▶ [Exercise goal]
Report, word for word, every line of the material that contains "TraceLayer".

▶ [Data listing]
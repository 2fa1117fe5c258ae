//! Self-hosted iOS/Android app distribution server.
//!
//! Uploaded `.ipa`/`.apk` packages are inspected for their metadata, stored
//! under a per-upload directory and served through installation pages, OTA
//! manifests and direct downloads. A latest-upload index answers "what is
//! the newest build of this bundle id" for CI tooling.

mod api;
mod assets;
mod atomic;
mod auth;
mod axml;
mod build_info;
mod bundle_index;
mod config;
mod error;
mod health;
mod http;
mod inspect;
mod logging;
mod pages;
mod routes;
mod storage;
mod tls;
mod upload_store;

use axum::extract::connect_info::ConnectInfo;
use axum::http::Request;
use axum_server::Handle;
use clap::Parser;
use shadow_rs::shadow;
use std::io;
use std::net::{IpAddr, SocketAddr};
use std::sync::Arc;
use std::time::Duration;
use tokio::signal;
use tower_http::trace::{DefaultOnRequest, DefaultOnResponse, TraceLayer};
use tracing::{Level, info, info_span, warn};

use crate::auth::AuthConfig;
use crate::config::{AppConfig, Args, DEFAULT_AUTH_TOKEN};
use crate::http::{build_cors_layer, extract_forwarded_ip};
use crate::inspect::{MetadataExtractor, PackageInspector};
use crate::storage::Storage;
use crate::upload_store::UploadStore;

shadow!(build);

#[tokio::main]
async fn main() -> Result<(), io::Error> {
    logging::init_logging();

    let args = Args::parse();
    let storage_root = config::storage_root(&args.storage_url)?;
    let storage = Storage::new(storage_root);
    storage.ensure_root().await?;
    info!(root = ?storage.root_path(), "using upload storage");
    let store = Arc::new(UploadStore::new(storage));

    if args.migrate_legacy || args.reconcile_index {
        return run_maintenance(&args, &store).await;
    }

    let auth_config = Arc::new(AuthConfig {
        token: resolve_auth_token(args.auth_token.as_deref()),
    });
    let app_config = Arc::new(AppConfig::from_args(&args));
    let extractor: Arc<dyn MetadataExtractor> = Arc::new(PackageInspector);
    let upload_max_size = usize::try_from(args.upload_max_size).unwrap_or(usize::MAX);

    let mut app = routes::build_router(
        store,
        extractor,
        app_config,
        auth_config,
        upload_max_size,
    )
    .layer(
        TraceLayer::new_for_http()
            .make_span_with(|request: &Request<_>| {
                let forwarded_ip = extract_forwarded_ip(request.headers()).map(|ip| ip.to_string());
                let connect_ip = request
                    .extensions()
                    .get::<ConnectInfo<SocketAddr>>()
                    .map(|ConnectInfo(addr)| addr.ip().to_string());
                let client_ip = forwarded_ip
                    .or(connect_ip)
                    .unwrap_or_else(|| "unknown".to_string());

                info_span!(
                    env!("CARGO_CRATE_NAME"),
                    client_ip,
                    method = ?request.method(),
                    path = ?request.uri().path(),
                )
            })
            .on_request(DefaultOnRequest::new().level(Level::DEBUG))
            .on_response(DefaultOnResponse::new().level(Level::DEBUG)),
    );

    if let Some(cors_layer) = build_cors_layer(args.cors_origins.as_deref()) {
        app = app.layer(cors_layer);
    }

    let host = args
        .host
        .parse::<IpAddr>()
        .map_err(|err| io::Error::new(io::ErrorKind::InvalidInput, err.to_string()))?;
    let http_addr = SocketAddr::new(host, args.http_port);
    let handle = Handle::new();

    info!("Starting HTTP server at {}", http_addr);
    let http_server = axum_server::bind(http_addr)
        .handle(handle.clone())
        .serve(
            app.clone()
                .into_make_service_with_connect_info::<SocketAddr>(),
        );

    match args.https_port {
        Some(https_port) => {
            let https_addr = SocketAddr::new(host, https_port);
            let tls_config = tls::build_rustls_config(&args, host).await?;
            info!("Starting HTTPS server at {}", https_addr);
            let https_server = axum_server::bind_rustls(https_addr, tls_config)
                .handle(handle.clone())
                .serve(app.into_make_service_with_connect_info::<SocketAddr>());

            tokio::select! {
                result = http_server => result?,
                result = https_server => result?,
                _ = shutdown_signal(handle) => {}
            }
        }
        None => {
            tokio::select! {
                result = http_server => result?,
                _ = shutdown_signal(handle) => {}
            }
        }
    }

    Ok(())
}

fn resolve_auth_token(configured: Option<&str>) -> String {
    match configured.map(str::trim).filter(|token| !token.is_empty()) {
        Some(token) => token.to_string(),
        None => {
            warn!(
                "SECURITY WARNING: UPLOADS_SECRET_AUTH_TOKEN is not set, using the default token `{}`",
                DEFAULT_AUTH_TOKEN
            );
            DEFAULT_AUTH_TOKEN.to_string()
        }
    }
}

/// 一次性维护任务：执行完即退出，不启动监听。
async fn run_maintenance(args: &Args, store: &UploadStore) -> Result<(), io::Error> {
    if args.migrate_legacy {
        let migrated = store
            .migrate_all_legacy()
            .await
            .map_err(|err| io::Error::other(err.to_string()))?;
        info!(migrated, "legacy migration finished");
    }
    if args.reconcile_index {
        let removed = store
            .reconcile_latest_index()
            .await
            .map_err(|err| io::Error::other(err.to_string()))?;
        info!(removed, "latest-upload index reconciled");
    }
    Ok(())
}

async fn shutdown_signal(handle: Handle) {
    let ctrl_c = async {
        if let Err(err) = signal::ctrl_c().await {
            warn!(error = %err, "failed to install Ctrl+C handler");
            std::future::pending::<()>().await;
        }
    };

    #[cfg(unix)]
    let terminate = async {
        match signal::unix::signal(signal::unix::SignalKind::terminate()) {
            Ok(mut stream) => {
                stream.recv().await;
            }
            Err(err) => {
                warn!(error = %err, "failed to install SIGTERM handler");
                std::future::pending::<()>().await;
            }
        }
    };

    #[cfg(not(unix))]
    let terminate = std::future::pending::<()>();

    tokio::select! {
        _ = ctrl_c => {},
        _ = terminate => {},
    }

    info!("Received termination signal shutting down");
    handle.graceful_shutdown(Some(Duration::from_secs(10)));
}
//! 从 `.ipa` / `.apk` 包中提取应用元数据。

use std::io::{Cursor, Read};
use thiserror::Error;
use tracing::{debug, error};
use zip::ZipArchive;

use crate::axml::{self, AttributeValue, AxmlError};
use crate::build_info::Platform;

const INFO_PLIST_SUFFIX: &str = ".app/Info.plist";
const ANDROID_MANIFEST: &str = "AndroidManifest.xml";
/// Info.plist 与 AndroidManifest.xml 解压后的大小上限。
const MAX_DESCRIPTOR_SIZE: u64 = 1024 * 1024;

/// 提取结果：三个字段均保证非空。
#[derive(Clone, Debug, PartialEq, Eq)]
pub struct AppMetadata {
    pub app_title: String,
    pub bundle_id: String,
    pub bundle_version: String,
    pub file_size: u64,
}

#[derive(Debug, Error)]
pub enum InspectError {
    #[error("archive could not be read: {0}")]
    Archive(#[from] zip::result::ZipError),
    #[error("archive entry could not be read: {0}")]
    Io(#[from] std::io::Error),
    #[error("no {0} found in package")]
    MissingDescriptor(&'static str),
    #[error("{0} exceeds the descriptor size limit")]
    DescriptorTooLarge(&'static str),
    #[error("Info.plist could not be parsed: {0}")]
    Plist(#[from] plist::Error),
    #[error("Info.plist root is not a dictionary")]
    PlistNotDictionary,
    #[error("AndroidManifest.xml could not be parsed: {0}")]
    Manifest(#[from] AxmlError),
    #[error("required field `{0}` missing or empty")]
    MissingField(&'static str),
}

/// 元数据提取器接口，便于在测试中替换。
pub trait MetadataExtractor: Send + Sync {
    fn extract(&self, platform: Platform, content: &[u8]) -> Result<AppMetadata, InspectError>;
}

/// 基于 zip 包内容的默认提取器。
#[derive(Clone, Copy, Debug, Default)]
pub struct PackageInspector;

impl MetadataExtractor for PackageInspector {
    fn extract(&self, platform: Platform, content: &[u8]) -> Result<AppMetadata, InspectError> {
        let result = match platform {
            Platform::Ios => inspect_ipa(content),
            Platform::Android => inspect_apk(content),
        };
        if let Err(err) = &result {
            error!(
                platform = platform.display_name(),
                error = %err,
                "failed to extract package metadata"
            );
        }
        result
    }
}

fn inspect_ipa(content: &[u8]) -> Result<AppMetadata, InspectError> {
    let mut archive = ZipArchive::new(Cursor::new(content))?;

    // Payload/<name>.app/Info.plist wins over nested bundles such as watch apps
    let plist_name = archive
        .file_names()
        .filter(|name| name.ends_with(INFO_PLIST_SUFFIX))
        .min_by_key(|name| name.matches('/').count())
        .map(str::to_string)
        .ok_or(InspectError::MissingDescriptor("Info.plist"))?;
    debug!(entry = %plist_name, "reading Info.plist");

    let entry = archive.by_name(&plist_name)?;
    let declared_size = entry.size();
    let plist_content = read_descriptor(entry, declared_size, "Info.plist")?;

    let value = plist::Value::from_reader(Cursor::new(plist_content))?;
    let info = value
        .as_dictionary()
        .ok_or(InspectError::PlistNotDictionary)?;
    let field = |key: &str| {
        info.get(key)
            .and_then(plist::Value::as_string)
            .map(str::trim)
            .filter(|value| !value.is_empty())
            .map(str::to_string)
    };

    let bundle_id =
        field("CFBundleIdentifier").ok_or(InspectError::MissingField("CFBundleIdentifier"))?;
    let app_title = field("CFBundleName")
        .or_else(|| field("CFBundleDisplayName"))
        .ok_or(InspectError::MissingField("CFBundleName"))?;
    let bundle_version = field("CFBundleShortVersionString")
        .ok_or(InspectError::MissingField("CFBundleShortVersionString"))?;

    Ok(AppMetadata {
        app_title,
        bundle_id,
        bundle_version,
        file_size: content.len() as u64,
    })
}

fn inspect_apk(content: &[u8]) -> Result<AppMetadata, InspectError> {
    let mut archive = ZipArchive::new(Cursor::new(content))?;
    let manifest = match archive.by_name(ANDROID_MANIFEST) {
        Ok(entry) => {
            let declared_size = entry.size();
            read_descriptor(entry, declared_size, ANDROID_MANIFEST)?
        }
        Err(zip::result::ZipError::FileNotFound) => {
            return Err(InspectError::MissingDescriptor(ANDROID_MANIFEST));
        }
        Err(err) => return Err(err.into()),
    };

    let elements = axml::start_elements(&manifest)?;
    let string_attribute = |element: &str, attribute: &str| {
        elements
            .iter()
            .find(|candidate| candidate.name == element)
            .and_then(|candidate| candidate.attribute(attribute))
            .and_then(AttributeValue::as_str)
            .map(str::trim)
            .filter(|value| !value.is_empty())
            .map(str::to_string)
    };

    let bundle_id =
        string_attribute("manifest", "package").ok_or(InspectError::MissingField("package"))?;
    let bundle_version = string_attribute("manifest", "versionName")
        .ok_or(InspectError::MissingField("versionName"))?;
    // labels are usually resource references; the package name stands in for those
    let app_title = string_attribute("application", "label").unwrap_or_else(|| bundle_id.clone());

    Ok(AppMetadata {
        app_title,
        bundle_id,
        bundle_version,
        file_size: content.len() as u64,
    })
}

/// 读取描述文件；声明大小与实际解压出的字节数都受上限约束。
fn read_descriptor(
    entry: impl Read,
    declared_size: u64,
    name: &'static str,
) -> Result<Vec<u8>, InspectError> {
    if declared_size > MAX_DESCRIPTOR_SIZE {
        return Err(InspectError::DescriptorTooLarge(name));
    }
    let mut content = Vec::new();
    entry
        .take(MAX_DESCRIPTOR_SIZE + 1)
        .read_to_end(&mut content)?;
    if content.len() as u64 > MAX_DESCRIPTOR_SIZE {
        return Err(InspectError::DescriptorTooLarge(name));
    }
    Ok(content)
}

#[cfg(test)]
pub(crate) mod testing {
    use std::io::{Cursor, Write};
    use zip::ZipWriter;
    use zip::write::SimpleFileOptions;

    use crate::axml::testing::{TestElement, TestValue, encode};

    pub fn info_plist(bundle_id: &str, name: &str, version: &str) -> String {
        format!(
            r#"<?xml version="1.0" encoding="UTF-8"?>
<!DOCTYPE plist PUBLIC "-//Apple//DTD PLIST 1.0//EN" "http://www.apple.com/DTDs/PropertyList-1.0.dtd">
<plist version="1.0">
<dict>
    <key>CFBundleIdentifier</key>
    <string>{bundle_id}</string>
    <key>CFBundleName</key>
    <string>{name}</string>
    <key>CFBundleShortVersionString</key>
    <string>{version}</string>
</dict>
</plist>
"#
        )
    }

    pub fn zip_with(entries: &[(&str, &[u8])]) -> Vec<u8> {
        let mut writer = ZipWriter::new(Cursor::new(Vec::new()));
        for (name, content) in entries {
            writer
                .start_file(*name, SimpleFileOptions::default())
                .expect("start zip entry");
            writer.write_all(content).expect("write zip entry");
        }
        writer.finish().expect("finish zip").into_inner()
    }

    pub fn ipa(bundle_id: &str, name: &str, version: &str) -> Vec<u8> {
        let plist = info_plist(bundle_id, name, version);
        zip_with(&[
            ("Payload/Demo.app/Info.plist", plist.as_bytes()),
            ("Payload/Demo.app/Demo", b"binary".as_slice()),
        ])
    }

    pub fn apk(package: &str, version: &str, label: Option<&str>) -> Vec<u8> {
        let application_attributes = match label {
            Some(label) => vec![("label", TestValue::Str(label))],
            None => vec![("label", TestValue::Reference(0x7F0B_0001))],
        };
        let manifest = encode(&[
            TestElement {
                name: "manifest",
                attributes: vec![
                    ("versionCode", TestValue::Int(7)),
                    ("versionName", TestValue::Str(version)),
                    ("package", TestValue::Str(package)),
                ],
            },
            TestElement {
                name: "application",
                attributes: application_attributes,
            },
        ]);
        zip_with(&[
            ("AndroidManifest.xml", manifest.as_slice()),
            ("classes.dex", b"dex".as_slice()),
        ])
    }
}
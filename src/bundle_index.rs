//! bundle id 到最近一次保存的 upload id 的索引。

use sha2::{Digest, Sha256};
use tracing::debug;

use crate::build_info::BuildInfo;
use crate::storage::{Storage, StorageError};

pub const INDEXES_DIRECTORY: &str = "_indexes";
const LATEST_UPLOAD_BY_BUNDLE_ID: &str = "latest_upload_by_bundle_id";
const ENTRY_SUFFIX: &str = ".txt";
const MAX_TOKEN_LEN: usize = 128;
const TRUNCATED_PREFIX_LEN: usize = 64;

#[derive(Clone, Debug)]
pub struct LatestBundleIndex {
    storage: Storage,
}

#[derive(Clone, Debug, PartialEq, Eq)]
pub struct IndexEntry {
    pub file_name: String,
    pub upload_id: String,
}

impl LatestBundleIndex {
    pub fn new(storage: Storage) -> Self {
        Self { storage }
    }

    /// 原子覆盖写入，不比较时间戳。
    pub async fn record_latest(&self, build_info: &BuildInfo) -> Result<(), StorageError> {
        self.storage.create_dir(&index_directory()).await?;
        let path = entry_path(&build_info.bundle_id);
        self.storage
            .write_atomic(&path, build_info.upload_id.as_bytes())
            .await?;
        debug!(
            bundle_id = %build_info.bundle_id,
            upload_id = %build_info.upload_id,
            %path,
            "latest upload recorded"
        );
        Ok(())
    }

    pub async fn lookup_latest(&self, bundle_id: &str) -> Result<Option<String>, StorageError> {
        let path = entry_path(bundle_id);
        debug!(bundle_id, %path, "looking up latest upload");
        match self.storage.read(&path).await {
            Ok(content) => Ok(parse_entry(&content)),
            Err(err) if err.is_not_found() => Ok(None),
            Err(err) => Err(err),
        }
    }

    pub async fn entries(&self) -> Result<Vec<IndexEntry>, StorageError> {
        let directory = index_directory();
        let file_names = match self.storage.list_files(&directory).await {
            Ok(names) => names,
            Err(err) if err.is_not_found() => return Ok(Vec::new()),
            Err(err) => return Err(err),
        };

        let mut entries = Vec::new();
        for file_name in file_names {
            // 写入中的临时文件以 uuid 结尾
            if !file_name.ends_with(ENTRY_SUFFIX) {
                continue;
            }
            let content = self.storage.read(&format!("{directory}/{file_name}")).await?;
            if let Some(upload_id) = parse_entry(&content) {
                entries.push(IndexEntry {
                    file_name,
                    upload_id,
                });
            }
        }
        Ok(entries)
    }

    pub async fn remove_entry(&self, entry: &IndexEntry) -> Result<(), StorageError> {
        let path = format!("{}/{}", index_directory(), entry.file_name);
        self.storage.remove_file(&path).await?;
        Ok(())
    }
}

fn index_directory() -> String {
    format!("{INDEXES_DIRECTORY}/{LATEST_UPLOAD_BY_BUNDLE_ID}")
}

fn entry_path(bundle_id: &str) -> String {
    format!("{}/{}{ENTRY_SUFFIX}", index_directory(), bundle_token(bundle_id))
}

fn parse_entry(content: &[u8]) -> Option<String> {
    let text = String::from_utf8_lossy(content);
    let upload_id = text.lines().next()?.trim();
    if upload_id.is_empty() {
        return None;
    }
    Some(upload_id.to_string())
}

/// bundle id 转文件名：`[A-Za-z0-9._-]` 以外的字节做百分号编码，过长时截断并拼接 SHA-256。
pub fn bundle_token(bundle_id: &str) -> String {
    let mut token = String::with_capacity(bundle_id.len());
    for byte in bundle_id.bytes() {
        if byte.is_ascii_alphanumeric() || matches!(byte, b'.' | b'_' | b'-') {
            token.push(byte as char);
        } else {
            token.push_str(&format!("%{byte:02X}"));
        }
    }

    if token.len() > MAX_TOKEN_LEN {
        let digest = hex::encode(Sha256::digest(bundle_id.as_bytes()));
        token.truncate(TRUNCATED_PREFIX_LEN);
        token.push('-');
        token.push_str(&digest);
    }
    token
}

▶ [Expected output]
use tower_http::trace::{DefaultOnRequest, DefaultOnResponse, TraceLayer};
        TraceLayer::new_for_http()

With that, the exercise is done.